[Instructions for the task]
Copy every record exactly as it appears in the data below.

Stored items:
===

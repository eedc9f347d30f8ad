pub mod creation;
pub mod db;
pub mod filter;
pub mod listing;
pub mod pagination;
pub mod seed;

pub use creation::create_video;
pub use db::{VideoDao, VideoDbManager};
pub use filter::build_list_query;
pub use listing::list_videos;
pub use seed::seed_from_file;
//! 服务端错误类型
//!
//! 所有服务函数返回 [`ApiResult`]，处理器直接用 `?` 把错误转换为 HTTP 响应。

use axum::{
    http::StatusCode,
    response::{IntoResponse, Response},
    Json,
};
use log::{error, warn};
use serde::Serialize;
use serde_json::json;
use std::sync::PoisonError;
use thiserror::Error;

/// 单个字段的校验失败信息
#[derive(Debug, Clone, PartialEq, Eq, Serialize)]
pub struct FieldError {
    pub field: String,
    pub message: String,
}

impl FieldError {
    pub fn new(field: impl Into<String>, message: impl Into<String>) -> Self {
        Self {
            field: field.into(),
            message: message.into(),
        }
    }
}

#[derive(Debug, Error)]
pub enum ApiError {
    /// 请求参数不合法，在执行任何查询之前返回
    #[error("VALIDATION_ERROR: {message}")]
    Validation {
        message: String,
        details: Vec<FieldError>,
    },
    #[error("NOT_FOUND: {0}")]
    NotFound(String),
    /// 存储层失败，整个操作中止
    #[error("QUERY_ERROR: {0}")]
    Query(#[from] rusqlite::Error),
    #[error("INTERNAL: {0}")]
    Internal(String),
}

impl ApiError {
    pub fn validation(details: Vec<FieldError>) -> Self {
        let message = match details.as_slice() {
            [single] => format!("{}: {}", single.field, single.message),
            _ => "Invalid request".to_string(),
        };
        Self::Validation { message, details }
    }

    pub fn invalid_field(field: impl Into<String>, message: impl Into<String>) -> Self {
        Self::validation(vec![FieldError::new(field, message)])
    }

    pub fn status(&self) -> StatusCode {
        match self {
            ApiError::Validation { .. } => StatusCode::BAD_REQUEST,
            ApiError::NotFound(_) => StatusCode::NOT_FOUND,
            ApiError::Query(_) | ApiError::Internal(_) => StatusCode::INTERNAL_SERVER_ERROR,
        }
    }

    pub fn code(&self) -> &'static str {
        match self {
            ApiError::Validation { .. } => "VALIDATION_ERROR",
            ApiError::NotFound(_) => "NOT_FOUND_ERROR",
            ApiError::Query(_) => "QUERY_ERROR",
            ApiError::Internal(_) => "INTERNAL_SERVER_ERROR",
        }
    }
}

impl<T> From<PoisonError<T>> for ApiError {
    fn from(_: PoisonError<T>) -> Self {
        ApiError::Internal("database mutex poisoned".to_string())
    }
}

impl IntoResponse for ApiError {
    fn into_response(self) -> Response {
        let status = self.status();
        let body = match &self {
            ApiError::Validation { message, details } => {
                warn!("请求校验失败: {}", message);
                json!({
                    "error": {
                        "code": self.code(),
                        "message": message,
                        "statusCode": status.as_u16(),
                        "details": details,
                    }
                })
            }
            ApiError::NotFound(message) => json!({
                "error": {
                    "code": self.code(),
                    "message": message,
                    "statusCode": status.as_u16(),
                }
            }),
            ApiError::Query(_) | ApiError::Internal(_) => {
                // 内部细节只写日志，不返回给调用方
                error!("{}", self);
                json!({
                    "error": {
                        "code": self.code(),
                        "message": "Internal Server Error",
                        "statusCode": status.as_u16(),
                    }
                })
            }
        };

        (status, Json(body)).into_response()
    }
}

pub type ApiResult<T> = Result<T, ApiError>;
mod time;
pub use time::{format_timestamp, normalize_timestamp, now_timestamp, parse_timestamp};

===

[Result for this task]
repository eedc9f347d30f8ad
pub mod creation;
pub mod db;
pub mod filter;
pub mod listing;
pub mod pagination;
pub mod seed;

pub use creation::create_video;
pub use db::{VideoDao, VideoDbManager};
pub use filter::build_list_query;
pub use listing::list_videos;
pub use seed::seed_from_file;
//! 服务端错误类型
//!
//! 所有服务函数返回 [`ApiResult`]，处理器直接用 `?` 把错误转换为 HTTP 响应。

use axum::{
    http::StatusCode,
    response::{IntoResponse, Response},
    Json,
};
use log::{error, warn};
use serde::Serialize;
use serde_json::json;
use std::sync::PoisonError;
use thiserror::Error;

/// 单个字段的校验失败信息
#[derive(Debug, Clone, PartialEq, Eq, Serialize)]
pub struct FieldError {
    pub field: String,
    pub message: String,
}

impl FieldError {
    pub fn new(field: impl Into<String>, message: impl Into<String>) -> Self {
        Self {
            field: field.into(),
            message: message.into(),
        }
    }
}

#[derive(Debug, Error)]
pub enum ApiError {
    /// 请求参数不合法，在执行任何查询之前返回
    #[error("VALIDATION_ERROR: {message}")]
    Validation {
        message: String,
        details: Vec<FieldError>,
    },
    #[error("NOT_FOUND: {0}")]
    NotFound(String),
    /// 存储层失败，整个操作中止
    #[error("QUERY_ERROR: {0}")]
    Query(#[from] rusqlite::Error),
    #[error("INTERNAL: {0}")]
    Internal(String),
}

impl ApiError {
    pub fn validation(details: Vec<FieldError>) -> Self {
        let message = match details.as_slice() {
            [single] => format!("{}: {}", single.field, single.message),
            _ => "Invalid request".to_string(),
        };
        Self::Validation { message, details }
    }

    pub fn invalid_field(field: impl Into<String>, message: impl Into<String>) -> Self {
        Self::validation(vec![FieldError::new(field, message)])
    }

    pub fn status(&self) -> StatusCode {
        match self {
            ApiError::Validation { .. } => StatusCode::BAD_REQUEST,
            ApiError::NotFound(_) => StatusCode::NOT_FOUND,
            ApiError::Query(_) | ApiError::Internal(_) => StatusCode::INTERNAL_SERVER_ERROR,
        }
    }

    pub fn code(&self) -> &'static str {
        match self {
            ApiError::Validation { .. } => "VALIDATION_ERROR",
            ApiError::NotFound(_) => "NOT_FOUND_ERROR",
            ApiError::Query(_) => "QUERY_ERROR",
            ApiError::Internal(_) => "INTERNAL_SERVER_ERROR",
        }
    }
}

impl<T> From<PoisonError<T>> for ApiError {
    fn from(_: PoisonError<T>) -> Self {
        ApiError::Internal("database mutex poisoned".to_string())
    }
}

impl IntoResponse for ApiError {
    fn into_response(self) -> Response {
        let status = self.status();
        let body = match &self {
            ApiError::Validation { message, details } => {
                warn!("请求校验失败: {}", message);
                json!({
                    "error": {
                        "code": self.code(),
                        "message": message,
                        "statusCode": status.as_u16(),
                        "details": details,
                    }
                })
            }
            ApiError::NotFound(message) => json!({
                "error": {
                    "code": self.code(),
                    "message": message,
                    "statusCode": status.as_u16(),
                }
            }),
            ApiError::Query(_) | ApiError::Internal(_) => {
                // 内部细节只写日志，不返回给调用方
                error!("{}", self);
                json!({
                    "error": {
                        "code": self.code(),
                        "message": "Internal Server Error",
                        "statusCode": status.as_u16(),
                    }
                })
            }
        };

        (status, Json(body)).into_response()
    }
}

pub type ApiResult<T> = Result<T, ApiError>;
mod time;
pub use time::{format_timestamp, normalize_timestamp, now_timestamp, parse_timestamp};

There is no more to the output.